WORK INSTRUCTIONS:
Scan the listing below. Return every line containing the string "paris".

RECORDS FOR THE TASK:
pub mod models;

use models::{Conversation, Message};
use std::sync::{Mutex, MutexGuard, PoisonError};
use tracing::debug;

#[derive(Debug, Default)]
struct StoreState {
    /// Newest first.
    conversations: Vec<Conversation>,
    active_conversation_id: Option<String>,
}

impl StoreState {
    fn find_mut(&mut self, id: &str) -> Option<&mut Conversation> {
        self.conversations.iter_mut().find(|c| c.id == id)
    }

    fn contains(&self, id: &str) -> bool {
        self.conversations.iter().any(|c| c.id == id)
    }

    fn create(&mut self) -> String {
        let conv = Conversation::new();
        let id = conv.id.clone();
        self.conversations.insert(0, conv);
        self.active_conversation_id = Some(id.clone());
        id
    }
}

/// In-memory conversation log shared between the chat controller and
/// whatever renders it.
///
/// Every mutation happens under one lock, so readers never observe a
/// conversation whose cached fields disagree with its message log.
#[derive(Debug, Default)]
pub struct ConversationStore {
    state: Mutex<StoreState>,
}

impl ConversationStore {
    pub fn new() -> Self {
        Self::default()
    }

    fn lock(&self) -> MutexGuard<'_, StoreState> {
        self.state.lock().unwrap_or_else(PoisonError::into_inner)
    }

    // ── Conversations ──

    pub fn create_conversation(&self) -> String {
        let id = self.lock().create();
        debug!(conversation_id = %id, "conversation created");
        id
    }

    /// Return the active conversation id, creating a conversation if none is active.
    pub fn ensure_active(&self) -> String {
        let mut state = self.lock();
        match state.active_conversation_id.clone() {
            Some(id) => id,
            None => state.create(),
        }
    }

    /// Returns false (and leaves the selection alone) for unknown ids.
    pub fn select_conversation(&self, id: &str) -> bool {
        let mut state = self.lock();
        if !state.contains(id) {
            return false;
        }
        state.active_conversation_id = Some(id.to_string());
        true
    }

    /// Remove a conversation. Deleting the active one re-targets to the
    /// most recently created survivor, or to none.
    pub fn delete_conversation(&self, id: &str) -> bool {
        let mut state = self.lock();
        let before = state.conversations.len();
        state.conversations.retain(|c| c.id != id);
        if state.conversations.len() == before {
            return false;
        }
        if state.active_conversation_id.as_deref() == Some(id) {
            state.active_conversation_id = state.conversations.first().map(|c| c.id.clone());
        }
        debug!(conversation_id = %id, "conversation deleted");
        true
    }

    pub fn active_conversation_id(&self) -> Option<String> {
        self.lock().active_conversation_id.clone()
    }

    pub fn get(&self, id: &str) -> Option<Conversation> {
        self.lock().conversations.iter().find(|c| c.id == id).cloned()
    }

    /// All conversations, most recently created first.
    pub fn list(&self) -> Vec<Conversation> {
        self.lock().conversations.clone()
    }

    /// Case-insensitive match on title or last message, newest activity first.
    pub fn search(&self, query: &str) -> Vec<Conversation> {
        let query = query.trim().to_lowercase();
        let mut found: Vec<Conversation> = self
            .lock()
            .conversations
            .iter()
            .filter(|c| {
                query.is_empty()
                    || c.title.to_lowercase().contains(&query)
                    || c.last_message.to_lowercase().contains(&query)
            })
            .cloned()
            .collect();
        found.sort_by(|a, b| b.timestamp.cmp(&a.timestamp));
        found
    }

    // ── Messages ──

    /// Push a message onto a conversation. A conversation deleted while a
    /// reply was in flight is silently skipped.
    pub fn append_message(&self, conversation_id: &str, message: Message) -> bool {
        match self.lock().find_mut(conversation_id) {
            Some(conv) => {
                conv.push(message);
                true
            }
            None => false,
        }
    }

    /// Replace the content of the trailing message if it is an assistant message.
    pub fn mutate_last_message(&self, conversation_id: &str, content: String) -> bool {
        self.lock()
            .find_mut(conversation_id)
            .is_some_and(|conv| conv.rewrite_last_assistant(content))
    }

    /// Append to the content of the trailing assistant message.
    pub fn append_to_last_message(&self, conversation_id: &str, delta: &str) -> bool {
        let mut state = self.lock();
        let Some(conv) = state.find_mut(conversation_id) else {
            return false;
        };
        let Some(current) = conv.messages.last().map(|m| m.content.clone()) else {
            return false;
        };
        conv.rewrite_last_assistant(current + delta)
    }

    pub fn clear(&self, conversation_id: &str) -> bool {
        match self.lock().find_mut(conversation_id) {
            Some(conv) => {
                conv.clear();
                true
            }
            None => false,
        }
    }

    /// Conversations and the active id, read under a single lock.
    pub fn snapshot(&self) -> (Vec<Conversation>, Option<String>) {
        let state = self.lock();
        (
            state.conversations.clone(),
            state.active_conversation_id.clone(),
        )
    }
}

#[cfg(test)]
mod tests {
    use super::models::{Role, DEFAULT_TITLE};
    use super::*;

    fn assert_caches_consistent(store: &ConversationStore) {
        for conv in store.list() {
            assert_eq!(conv.message_count, conv.messages.len());
            if let Some(last) = conv.messages.last() {
                assert_eq!(conv.last_message, last.content);
            }
        }
    }

    #[test]
    fn test_create_conversation_becomes_active() {
        let store = ConversationStore::new();
        let id = store.create_conversation();
        assert_eq!(store.active_conversation_id(), Some(id.clone()));
        let conv = store.get(&id).unwrap();
        assert_eq!(conv.title, DEFAULT_TITLE);
        assert!(conv.messages.is_empty());
    }

    #[test]
    fn test_list_is_newest_first() {
        let store = ConversationStore::new();
        let a = store.create_conversation();
        let b = store.create_conversation();
        let ids: Vec<String> = store.list().into_iter().map(|c| c.id).collect();
        assert_eq!(ids, vec![b, a]);
    }

    #[test]
    fn test_ensure_active_reuses_existing() {
        let store = ConversationStore::new();
        let first = store.ensure_active();
        let second = store.ensure_active();
        assert_eq!(first, second);
        assert_eq!(store.list().len(), 1);
    }

    #[test]
    fn test_select_unknown_id_is_ignored() {
        let store = ConversationStore::new();
        let id = store.create_conversation();
        assert!(!store.select_conversation("missing"));
        assert_eq!(store.active_conversation_id(), Some(id));
    }

    #[test]
    fn test_delete_active_retargets_to_newest_survivor() {
        let store = ConversationStore::new();
        let a = store.create_conversation();
        let b = store.create_conversation();
        let c = store.create_conversation();
        store.select_conversation(&b);
        assert!(store.delete_conversation(&b));
        assert_eq!(store.active_conversation_id(), Some(c.clone()));
        assert!(store.delete_conversation(&c));
        assert_eq!(store.active_conversation_id(), Some(a.clone()));
        assert!(store.delete_conversation(&a));
        assert_eq!(store.active_conversation_id(), None);
    }

    #[test]
    fn test_delete_inactive_keeps_active() {
        let store = ConversationStore::new();
        let a = store.create_conversation();
        let b = store.create_conversation();
        assert!(store.delete_conversation(&a));
        assert_eq!(store.active_conversation_id(), Some(b));
        assert!(!store.delete_conversation(&a));
    }

    #[test]
    fn test_active_id_never_dangles() {
        let store = ConversationStore::new();
        let ids: Vec<String> = (0..5).map(|_| store.create_conversation()).collect();
        for id in ids.iter().rev().step_by(2) {
            store.delete_conversation(id);
            if let Some(active) = store.active_conversation_id() {
                assert!(store.get(&active).is_some());
            }
        }
    }

    #[test]
    fn test_append_to_deleted_conversation_is_noop() {
        let store = ConversationStore::new();
        let id = store.create_conversation();
        store.delete_conversation(&id);
        assert!(!store.append_message(&id, Message::user("hello")));
        assert!(!store.mutate_last_message(&id, "x".into()));
        assert!(!store.append_to_last_message(&id, "x"));
    }

    #[test]
    fn test_mutate_last_message_requires_assistant_tail() {
        let store = ConversationStore::new();
        let id = store.create_conversation();
        store.append_message(&id, Message::user("hi"));
        assert!(!store.mutate_last_message(&id, "changed".into()));
        store.append_message(&id, Message::assistant(""));
        assert!(store.mutate_last_message(&id, "Cloudy".into()));
        let conv = store.get(&id).unwrap();
        assert_eq!(conv.messages[1].role, Role::Assistant);
        assert_eq!(conv.messages[1].content, "Cloudy");
        assert_caches_consistent(&store);
    }

    #[test]
    fn test_append_to_last_message_accumulates() {
        let store = ConversationStore::new();
        let id = store.create_conversation();
        store.append_message(&id, Message::user("hi"));
        store.append_message(&id, Message::assistant(""));
        store.append_to_last_message(&id, "Rain ");
        store.append_to_last_message(&id, "today");
        assert_eq!(store.get(&id).unwrap().last_message, "Rain today");
        assert_caches_consistent(&store);
    }

    #[test]
    fn test_clear_empties_log() {
        let store = ConversationStore::new();
        let id = store.create_conversation();
        store.append_message(&id, Message::user("hi there"));
        store.append_message(&id, Message::assistant("hello"));
        assert!(store.clear(&id));
        let conv = store.get(&id).unwrap();
        assert_eq!(conv.message_count, 0);
        assert!(conv.last_message.is_empty());
        assert_eq!(conv.title, "hi there");
        assert_caches_consistent(&store);
    }

    #[test]
    fn test_search_matches_title_or_last_message() {
        let store = ConversationStore::new();
        let paris = store.create_conversation();
        store.append_message(&paris, Message::user("Weather in Paris"));
        let oslo = store.create_conversation();
        store.append_message(&oslo, Message::user("Oslo forecast"));
        store.append_message(&oslo, Message::assistant("Expect SNOW tonight"));

        let hits: Vec<String> = store.search("paris").into_iter().map(|c| c.id).collect();
        assert_eq!(hits, vec![paris.clone()]);
        let hits: Vec<String> = store.search("snow").into_iter().map(|c| c.id).collect();
        assert_eq!(hits, vec![oslo.clone()]);
        assert_eq!(store.search("   ").len(), 2);
        assert!(store.search("tokyo").is_empty());
    }

    #[test]
    fn test_search_orders_by_latest_activity() {
        let store = ConversationStore::new();
        let older = store.create_conversation();
        let newer = store.create_conversation();
        store.append_message(&newer, Message::user("rain"));
        std::thread::sleep(std::time::Duration::from_millis(5));
        store.append_message(&older, Message::user("rain again"));
        let hits: Vec<String> = store.search("rain").into_iter().map(|c| c.id).collect();
        assert_eq!(hits, vec![older, newer]);
    }
}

TASK RESPONSE:
        let paris = store.create_conversation();
        store.append_message(&paris, Message::user("Weather in Paris"));
        let hits: Vec<String> = store.search("paris").into_iter().map(|c| c.id).collect();
        assert_eq!(hits, vec![paris.clone()]);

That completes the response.